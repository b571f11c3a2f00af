//! Medproof Server Library - REST API components for file integrity verification
//!
//! This library exposes the server components for use in integration tests.
//! The main binary uses these same components.

pub mod auth;
pub mod config;
pub mod error;
pub mod handlers;
pub mod multipart;
pub mod openapi;
pub mod routes;
pub mod state;

pub use auth::{RequestActor, IDENTITY_HEADER, ROLE_HEADER};
pub use config::Config;
pub use error::ApiError;
pub use openapi::ApiDoc;
pub use routes::{create_router, create_router_with_config};
pub use state::AppState;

● WORK ITEM
Your answer should be one number: how many lines above include the word "state".

● TASK OUTPUT
2